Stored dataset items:
--------------------------------
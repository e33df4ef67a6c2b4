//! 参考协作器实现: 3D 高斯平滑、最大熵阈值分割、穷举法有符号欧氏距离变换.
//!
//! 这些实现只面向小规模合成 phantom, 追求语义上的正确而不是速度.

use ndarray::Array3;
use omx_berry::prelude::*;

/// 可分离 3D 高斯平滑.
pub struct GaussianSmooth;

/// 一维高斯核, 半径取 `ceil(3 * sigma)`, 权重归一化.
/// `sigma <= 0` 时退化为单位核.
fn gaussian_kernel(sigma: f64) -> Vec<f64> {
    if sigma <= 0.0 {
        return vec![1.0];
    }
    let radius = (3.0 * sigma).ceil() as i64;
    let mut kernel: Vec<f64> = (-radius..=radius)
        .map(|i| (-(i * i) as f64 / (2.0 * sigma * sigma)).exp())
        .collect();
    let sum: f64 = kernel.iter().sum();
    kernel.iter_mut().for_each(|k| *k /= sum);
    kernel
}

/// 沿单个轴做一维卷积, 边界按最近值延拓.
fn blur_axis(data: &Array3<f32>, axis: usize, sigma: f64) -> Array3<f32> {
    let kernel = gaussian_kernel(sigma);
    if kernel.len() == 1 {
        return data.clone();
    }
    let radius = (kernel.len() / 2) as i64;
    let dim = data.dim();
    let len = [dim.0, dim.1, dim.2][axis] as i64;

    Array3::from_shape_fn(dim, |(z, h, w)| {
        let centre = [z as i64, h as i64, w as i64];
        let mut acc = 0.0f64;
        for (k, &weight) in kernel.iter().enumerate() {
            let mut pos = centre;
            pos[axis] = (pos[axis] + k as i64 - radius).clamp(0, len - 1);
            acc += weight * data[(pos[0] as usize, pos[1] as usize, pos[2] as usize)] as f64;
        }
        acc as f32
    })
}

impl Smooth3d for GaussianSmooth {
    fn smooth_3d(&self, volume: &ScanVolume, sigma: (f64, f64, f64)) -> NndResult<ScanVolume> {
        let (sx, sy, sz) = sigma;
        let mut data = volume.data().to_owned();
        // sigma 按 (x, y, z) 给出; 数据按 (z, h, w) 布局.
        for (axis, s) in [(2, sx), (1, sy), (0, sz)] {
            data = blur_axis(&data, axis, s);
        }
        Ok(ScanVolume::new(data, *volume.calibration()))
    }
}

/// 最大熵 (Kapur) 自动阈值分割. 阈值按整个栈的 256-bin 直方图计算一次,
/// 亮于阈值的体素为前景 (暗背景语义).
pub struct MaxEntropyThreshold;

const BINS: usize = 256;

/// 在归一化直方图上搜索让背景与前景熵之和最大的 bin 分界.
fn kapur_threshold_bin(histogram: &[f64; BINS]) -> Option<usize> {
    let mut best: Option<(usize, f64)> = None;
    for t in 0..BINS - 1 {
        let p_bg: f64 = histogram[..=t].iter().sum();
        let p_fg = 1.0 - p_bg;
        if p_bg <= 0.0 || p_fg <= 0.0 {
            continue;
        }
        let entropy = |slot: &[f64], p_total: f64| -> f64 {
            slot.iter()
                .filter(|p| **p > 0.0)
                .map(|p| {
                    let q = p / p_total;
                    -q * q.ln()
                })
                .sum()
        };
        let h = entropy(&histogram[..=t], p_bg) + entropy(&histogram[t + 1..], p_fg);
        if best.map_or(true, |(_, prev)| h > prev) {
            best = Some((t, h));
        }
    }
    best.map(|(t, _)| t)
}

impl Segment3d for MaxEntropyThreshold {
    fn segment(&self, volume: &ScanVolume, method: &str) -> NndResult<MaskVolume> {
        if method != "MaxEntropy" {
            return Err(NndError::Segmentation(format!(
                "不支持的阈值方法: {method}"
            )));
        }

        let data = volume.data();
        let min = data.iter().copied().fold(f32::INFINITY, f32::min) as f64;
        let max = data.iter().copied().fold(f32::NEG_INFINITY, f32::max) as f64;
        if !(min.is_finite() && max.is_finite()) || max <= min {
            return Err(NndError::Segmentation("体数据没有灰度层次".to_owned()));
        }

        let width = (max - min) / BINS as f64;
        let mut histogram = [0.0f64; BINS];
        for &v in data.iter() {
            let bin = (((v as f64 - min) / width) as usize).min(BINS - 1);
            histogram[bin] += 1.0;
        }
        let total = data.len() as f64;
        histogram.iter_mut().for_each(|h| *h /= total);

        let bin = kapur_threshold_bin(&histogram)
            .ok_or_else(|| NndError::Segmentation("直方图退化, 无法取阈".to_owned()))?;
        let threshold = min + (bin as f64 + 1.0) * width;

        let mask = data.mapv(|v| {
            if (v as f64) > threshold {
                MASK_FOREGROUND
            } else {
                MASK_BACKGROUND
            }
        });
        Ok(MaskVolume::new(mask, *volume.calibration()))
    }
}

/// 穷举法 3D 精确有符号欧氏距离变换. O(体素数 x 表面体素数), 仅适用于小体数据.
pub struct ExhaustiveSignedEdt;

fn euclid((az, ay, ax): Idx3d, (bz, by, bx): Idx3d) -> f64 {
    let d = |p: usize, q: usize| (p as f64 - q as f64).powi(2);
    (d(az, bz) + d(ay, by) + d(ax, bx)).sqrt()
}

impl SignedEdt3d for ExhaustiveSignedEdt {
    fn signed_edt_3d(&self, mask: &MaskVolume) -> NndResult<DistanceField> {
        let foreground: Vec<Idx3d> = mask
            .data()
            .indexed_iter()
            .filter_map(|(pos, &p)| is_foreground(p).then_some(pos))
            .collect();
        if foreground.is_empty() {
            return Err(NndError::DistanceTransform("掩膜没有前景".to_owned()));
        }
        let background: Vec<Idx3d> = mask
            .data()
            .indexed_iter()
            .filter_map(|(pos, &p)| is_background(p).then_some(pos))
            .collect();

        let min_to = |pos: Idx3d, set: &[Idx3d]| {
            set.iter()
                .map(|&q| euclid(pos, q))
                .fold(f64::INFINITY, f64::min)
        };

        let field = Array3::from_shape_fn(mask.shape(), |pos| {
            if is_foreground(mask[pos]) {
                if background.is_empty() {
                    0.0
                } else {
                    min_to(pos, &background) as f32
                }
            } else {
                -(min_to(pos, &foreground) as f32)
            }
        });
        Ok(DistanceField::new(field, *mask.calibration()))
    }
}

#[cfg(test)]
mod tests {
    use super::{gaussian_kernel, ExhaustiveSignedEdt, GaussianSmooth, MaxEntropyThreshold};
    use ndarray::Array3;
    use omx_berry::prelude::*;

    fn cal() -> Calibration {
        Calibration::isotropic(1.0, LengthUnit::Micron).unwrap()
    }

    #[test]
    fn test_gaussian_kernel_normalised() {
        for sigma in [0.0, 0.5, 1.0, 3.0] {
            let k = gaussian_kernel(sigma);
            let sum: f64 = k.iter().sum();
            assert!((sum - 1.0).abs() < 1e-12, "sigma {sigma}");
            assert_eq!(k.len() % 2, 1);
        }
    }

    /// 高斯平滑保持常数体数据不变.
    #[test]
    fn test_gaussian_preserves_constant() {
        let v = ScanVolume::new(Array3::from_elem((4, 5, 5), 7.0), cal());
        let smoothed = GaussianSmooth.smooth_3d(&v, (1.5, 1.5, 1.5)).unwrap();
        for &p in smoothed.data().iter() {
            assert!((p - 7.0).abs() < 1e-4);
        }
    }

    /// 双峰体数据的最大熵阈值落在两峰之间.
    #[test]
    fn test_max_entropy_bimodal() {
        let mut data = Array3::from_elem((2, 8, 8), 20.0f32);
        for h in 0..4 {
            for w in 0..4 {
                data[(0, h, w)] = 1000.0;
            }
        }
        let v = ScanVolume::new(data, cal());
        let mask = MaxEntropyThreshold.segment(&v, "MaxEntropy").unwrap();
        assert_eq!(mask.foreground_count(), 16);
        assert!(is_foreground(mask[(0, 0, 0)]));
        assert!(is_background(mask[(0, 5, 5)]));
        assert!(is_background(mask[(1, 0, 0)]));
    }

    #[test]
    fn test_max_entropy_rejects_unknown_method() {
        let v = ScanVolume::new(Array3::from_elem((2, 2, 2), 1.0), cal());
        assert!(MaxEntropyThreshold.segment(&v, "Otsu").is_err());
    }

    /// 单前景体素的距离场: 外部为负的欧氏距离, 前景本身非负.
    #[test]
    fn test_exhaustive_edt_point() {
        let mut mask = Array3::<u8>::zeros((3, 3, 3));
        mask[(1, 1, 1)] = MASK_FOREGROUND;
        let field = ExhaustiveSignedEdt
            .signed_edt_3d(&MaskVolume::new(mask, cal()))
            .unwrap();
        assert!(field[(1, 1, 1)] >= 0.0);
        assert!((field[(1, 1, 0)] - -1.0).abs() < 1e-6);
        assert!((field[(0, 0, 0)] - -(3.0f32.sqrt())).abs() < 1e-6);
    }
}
--------------------------------
### Task item:
Set down precisely the lines above between the line holding "let mut histogram = [0.0f64; BINS];" and the line holding "histogram.iter_mut().for_each(|h| *h /= total);", inclusive, and nothing beyond them.

### Task output:
        let mut histogram = [0.0f64; BINS];
        for &v in data.iter() {
            let bin = (((v as f64 - min) / width) as usize).min(BINS - 1);
            histogram[bin] += 1.0;
        }
        let total = data.len() as f64;
        histogram.iter_mut().for_each(|h| *h /= total);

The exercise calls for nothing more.